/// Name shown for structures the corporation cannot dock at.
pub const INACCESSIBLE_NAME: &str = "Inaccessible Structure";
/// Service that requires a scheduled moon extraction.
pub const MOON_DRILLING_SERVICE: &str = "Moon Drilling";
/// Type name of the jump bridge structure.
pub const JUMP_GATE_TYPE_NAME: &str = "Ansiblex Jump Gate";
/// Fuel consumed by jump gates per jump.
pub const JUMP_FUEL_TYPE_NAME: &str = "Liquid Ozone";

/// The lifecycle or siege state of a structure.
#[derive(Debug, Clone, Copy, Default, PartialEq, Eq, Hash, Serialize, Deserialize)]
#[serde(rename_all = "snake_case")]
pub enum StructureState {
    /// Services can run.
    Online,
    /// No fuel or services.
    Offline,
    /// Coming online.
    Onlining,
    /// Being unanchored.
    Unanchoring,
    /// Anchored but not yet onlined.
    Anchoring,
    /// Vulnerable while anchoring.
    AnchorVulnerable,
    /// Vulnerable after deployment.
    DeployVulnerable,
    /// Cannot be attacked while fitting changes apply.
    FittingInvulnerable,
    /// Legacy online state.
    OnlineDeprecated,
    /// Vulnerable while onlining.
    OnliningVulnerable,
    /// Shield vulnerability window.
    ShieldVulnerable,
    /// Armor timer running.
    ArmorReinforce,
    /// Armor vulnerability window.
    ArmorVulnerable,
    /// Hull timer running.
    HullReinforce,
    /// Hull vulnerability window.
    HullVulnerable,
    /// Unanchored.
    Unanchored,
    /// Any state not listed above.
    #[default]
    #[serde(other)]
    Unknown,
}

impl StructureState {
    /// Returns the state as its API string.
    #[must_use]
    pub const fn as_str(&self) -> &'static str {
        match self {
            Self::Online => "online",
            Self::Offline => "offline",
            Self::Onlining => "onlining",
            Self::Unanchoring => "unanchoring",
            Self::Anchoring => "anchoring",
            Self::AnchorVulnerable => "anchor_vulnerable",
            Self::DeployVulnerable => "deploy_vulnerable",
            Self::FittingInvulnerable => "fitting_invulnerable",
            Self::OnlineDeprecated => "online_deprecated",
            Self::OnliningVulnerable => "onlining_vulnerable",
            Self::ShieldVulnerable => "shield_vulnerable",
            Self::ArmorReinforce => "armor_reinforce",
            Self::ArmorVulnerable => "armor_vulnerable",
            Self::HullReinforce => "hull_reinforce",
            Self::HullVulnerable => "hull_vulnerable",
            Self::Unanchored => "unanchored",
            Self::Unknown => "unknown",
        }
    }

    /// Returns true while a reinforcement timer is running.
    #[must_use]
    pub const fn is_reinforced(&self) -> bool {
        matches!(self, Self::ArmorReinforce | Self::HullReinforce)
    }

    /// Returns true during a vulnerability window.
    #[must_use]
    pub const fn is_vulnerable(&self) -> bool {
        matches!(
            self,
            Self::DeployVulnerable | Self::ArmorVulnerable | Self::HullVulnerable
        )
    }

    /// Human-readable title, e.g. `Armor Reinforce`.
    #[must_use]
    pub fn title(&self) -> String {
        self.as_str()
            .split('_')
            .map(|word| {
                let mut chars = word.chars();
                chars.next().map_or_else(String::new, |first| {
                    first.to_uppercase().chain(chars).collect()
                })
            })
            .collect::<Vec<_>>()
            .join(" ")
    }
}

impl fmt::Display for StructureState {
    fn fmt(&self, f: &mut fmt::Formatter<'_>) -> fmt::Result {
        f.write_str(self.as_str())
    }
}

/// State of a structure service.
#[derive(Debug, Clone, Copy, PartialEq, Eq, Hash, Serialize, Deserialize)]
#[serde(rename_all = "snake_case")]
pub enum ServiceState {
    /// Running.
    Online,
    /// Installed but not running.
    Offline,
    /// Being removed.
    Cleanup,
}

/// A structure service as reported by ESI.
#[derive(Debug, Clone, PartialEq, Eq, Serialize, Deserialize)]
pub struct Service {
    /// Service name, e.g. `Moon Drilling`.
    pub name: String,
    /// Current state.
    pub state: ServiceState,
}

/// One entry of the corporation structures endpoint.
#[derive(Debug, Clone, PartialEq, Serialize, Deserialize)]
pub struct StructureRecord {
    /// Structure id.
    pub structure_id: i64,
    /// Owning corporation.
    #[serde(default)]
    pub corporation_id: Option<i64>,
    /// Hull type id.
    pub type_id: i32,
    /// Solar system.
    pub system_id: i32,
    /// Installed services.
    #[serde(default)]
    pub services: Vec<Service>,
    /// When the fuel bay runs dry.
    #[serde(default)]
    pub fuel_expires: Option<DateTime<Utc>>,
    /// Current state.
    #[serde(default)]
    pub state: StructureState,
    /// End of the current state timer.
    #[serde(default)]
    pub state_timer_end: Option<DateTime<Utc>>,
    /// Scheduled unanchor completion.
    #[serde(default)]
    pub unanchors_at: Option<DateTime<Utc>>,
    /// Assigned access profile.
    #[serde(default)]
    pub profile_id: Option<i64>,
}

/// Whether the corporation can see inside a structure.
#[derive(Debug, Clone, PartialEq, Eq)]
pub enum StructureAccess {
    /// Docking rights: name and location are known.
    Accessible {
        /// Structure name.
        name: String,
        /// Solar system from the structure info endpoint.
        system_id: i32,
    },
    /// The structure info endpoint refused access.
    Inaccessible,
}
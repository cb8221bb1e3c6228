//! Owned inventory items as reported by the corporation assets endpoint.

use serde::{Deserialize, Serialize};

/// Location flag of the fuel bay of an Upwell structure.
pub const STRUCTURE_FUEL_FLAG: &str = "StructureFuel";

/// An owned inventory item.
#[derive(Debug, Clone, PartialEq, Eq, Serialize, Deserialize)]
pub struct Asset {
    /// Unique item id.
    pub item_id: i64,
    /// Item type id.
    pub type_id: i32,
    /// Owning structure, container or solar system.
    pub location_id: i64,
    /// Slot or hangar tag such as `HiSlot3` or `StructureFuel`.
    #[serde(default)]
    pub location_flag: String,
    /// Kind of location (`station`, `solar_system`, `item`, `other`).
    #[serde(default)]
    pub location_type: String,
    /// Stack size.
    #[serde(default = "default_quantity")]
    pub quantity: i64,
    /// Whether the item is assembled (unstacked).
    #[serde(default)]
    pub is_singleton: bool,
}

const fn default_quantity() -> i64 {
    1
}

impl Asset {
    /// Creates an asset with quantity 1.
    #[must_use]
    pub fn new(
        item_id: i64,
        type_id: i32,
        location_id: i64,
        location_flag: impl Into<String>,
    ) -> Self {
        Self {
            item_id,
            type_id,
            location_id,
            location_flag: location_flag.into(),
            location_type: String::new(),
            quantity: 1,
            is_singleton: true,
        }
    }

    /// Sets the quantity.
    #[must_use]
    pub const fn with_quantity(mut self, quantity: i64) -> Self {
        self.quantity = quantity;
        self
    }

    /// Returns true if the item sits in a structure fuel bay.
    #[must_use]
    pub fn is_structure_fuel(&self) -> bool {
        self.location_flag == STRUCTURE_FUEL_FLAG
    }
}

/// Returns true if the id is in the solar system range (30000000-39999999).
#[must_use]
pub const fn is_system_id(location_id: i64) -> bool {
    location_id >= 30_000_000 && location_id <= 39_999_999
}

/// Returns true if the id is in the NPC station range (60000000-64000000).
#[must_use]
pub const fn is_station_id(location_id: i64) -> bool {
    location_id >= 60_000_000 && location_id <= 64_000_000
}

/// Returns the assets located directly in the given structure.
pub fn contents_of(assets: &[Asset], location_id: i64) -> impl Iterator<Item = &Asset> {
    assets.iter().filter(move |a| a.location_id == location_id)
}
---
> **WHAT NEEDS TO BE DONE**
Only lines that contain the string "window" count; pick each one out of the records and copy it.

> **PROBLEM SOLUTION**
    /// Shield vulnerability window.
    /// Armor vulnerability window.
    /// Hull vulnerability window.
    /// Returns true during a vulnerability window.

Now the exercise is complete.